··· TASK INPUTS

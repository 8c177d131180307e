use std::io::{Read, Write};
use std::path::Path;
use std::thread;
use std::time::Duration;

use reqwest::blocking::Client;
use reqwest::header::{HeaderMap, HeaderValue, USER_AGENT};
use serde::Serialize;
use tracing::warn;

use crate::error::PrepError;

const CHUNK_SIZE: usize = 64 * 1024;
const MAX_RETRIES: u32 = 3;
const RETRY_BACKOFF_MS: u64 = 200;

#[derive(Debug, Clone, Copy, PartialEq, Eq, Serialize)]
pub struct TransferProgress {
    pub received: u64,
    pub total: Option<u64>,
}

impl TransferProgress {
    /// Completion ratio clamped to `[0, 1]`; `None` when the size is unknown.
    pub fn fraction(&self) -> Option<f64> {
        match self.total {
            Some(total) if total > 0 => Some((self.received as f64 / total as f64).min(1.0)),
            _ => None,
        }
    }
}

/// Fetches one remote resource into one local file.
///
/// The destination's folder must already exist. Implementations block for
/// the whole transfer and call `on_progress` synchronously as bytes arrive.
pub trait Transport: Send + Sync {
    fn fetch(
        &self,
        url: &str,
        destination: &Path,
        on_progress: Option<&mut dyn FnMut(TransferProgress)>,
    ) -> Result<(), PrepError>;
}

#[derive(Clone)]
pub struct HttpTransport {
    client: Client,
}

impl HttpTransport {
    pub fn new() -> Result<Self, PrepError> {
        Self::with_timeout(Duration::from_secs(300))
    }

    pub fn with_timeout(timeout: Duration) -> Result<Self, PrepError> {
        let mut headers = HeaderMap::new();
        headers.insert(
            USER_AGENT,
            HeaderValue::from_str(&format!("dsprep/{}", env!("CARGO_PKG_VERSION")))
                .map_err(|err| PrepError::TransportHttp(err.to_string()))?,
        );
        let client = Client::builder()
            .default_headers(headers)
            .timeout(timeout)
            .build()
            .map_err(|err| PrepError::TransportHttp(err.to_string()))?;
        Ok(Self { client })
    }

    fn handle_status(
        response: reqwest::blocking::Response,
    ) -> Result<reqwest::blocking::Response, PrepError> {
        if response.status().is_success() {
            return Ok(response);
        }
        let status = response.status().as_u16();
        let message = response
            .text()
            .unwrap_or_else(|_| "request failed".to_string());
        Err(PrepError::TransportStatus { status, message })
    }

    /// Sends a GET, backing off and trying again while the failure looks
    /// transient. The last response (or error) is returned as is.
    fn get_with_retries(&self, url: &str) -> Result<reqwest::blocking::Response, PrepError> {
        let mut attempt = 0u32;
        loop {
            let outcome = self.client.get(url).send();
            let transient = match &outcome {
                Ok(response) => is_retryable_status(response.status().as_u16()),
                Err(err) => is_retryable_error(err),
            };
            if !transient || attempt >= MAX_RETRIES {
                return outcome.map_err(|err| PrepError::TransportHttp(format!("{url}: {err}")));
            }
            attempt += 1;
            let delay = Duration::from_millis(RETRY_BACKOFF_MS * u64::from(attempt));
            match &outcome {
                Ok(response) => {
                    let status = response.status().as_u16();
                    warn!(url, status, attempt, "transient status, retrying");
                }
                Err(err) => warn!(url, error = %err, attempt, "transfer failed, retrying"),
            }
            thread::sleep(delay);
        }
    }
}

impl Transport for HttpTransport {
    fn fetch(
        &self,
        url: &str,
        destination: &Path,
        mut on_progress: Option<&mut dyn FnMut(TransferProgress)>,
    ) -> Result<(), PrepError> {
        let parent = destination
            .parent()
            .ok_or_else(|| PrepError::Filesystem("invalid destination path".to_string()))?;

        let response = self.get_with_retries(url)?;
        let mut response = Self::handle_status(response)?;
        let total = response.content_length();

        // Bytes land in a temp file first so the artifact name only appears once complete.
        let mut temp = tempfile::Builder::new()
            .prefix(".dsprep-download")
            .tempfile_in(parent)
            .map_err(|err| PrepError::Filesystem(err.to_string()))?;
        let mut buffer = vec![0u8; CHUNK_SIZE];
        let mut received = 0u64;
        loop {
            let read = response
                .read(&mut buffer)
                .map_err(|err| PrepError::TransportHttp(format!("{url}: {err}")))?;
            if read == 0 {
                break;
            }
            temp.write_all(&buffer[..read])
                .map_err(|err| PrepError::Filesystem(err.to_string()))?;
            received += read as u64;
            if let Some(callback) = on_progress.as_deref_mut() {
                callback(TransferProgress { received, total });
            }
        }
        temp.flush()
            .map_err(|err| PrepError::Filesystem(err.to_string()))?;
        temp.persist(destination)
            .map_err(|err| PrepError::Filesystem(err.to_string()))?;
        Ok(())
    }
}

fn is_retryable_status(status: u16) -> bool {
    matches!(status, 429 | 500 | 502 | 503 | 504)
}

fn is_retryable_error(err: &reqwest::Error) -> bool {
    err.is_timeout() || err.is_connect() || err.is_request()
}

#[cfg(test)]
mod tests {
    use super::*;

    #[test]
    fn progress_fraction_is_clamped() {
        let over = TransferProgress {
            received: 120,
            total: Some(100),
        };
        assert_eq!(over.fraction(), Some(1.0));
        let unknown = TransferProgress {
            received: 10,
            total: None,
        };
        assert_eq!(unknown.fraction(), None);
    }

    #[test]
    fn retryable_statuses() {
        assert!(is_retryable_status(503));
        assert!(!is_retryable_status(404));
    }
}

······

◆ EXERCISE REQUIREMENTS: Print exactly and only the lines that start at the line with "assert_eq!(unknown.fraction(), None);" and run through the end of the listing above.

◆ RESULT:
        assert_eq!(unknown.fraction(), None);
    }

    #[test]
    fn retryable_statuses() {
        assert!(is_retryable_status(503));
        assert!(!is_retryable_status(404));
    }
}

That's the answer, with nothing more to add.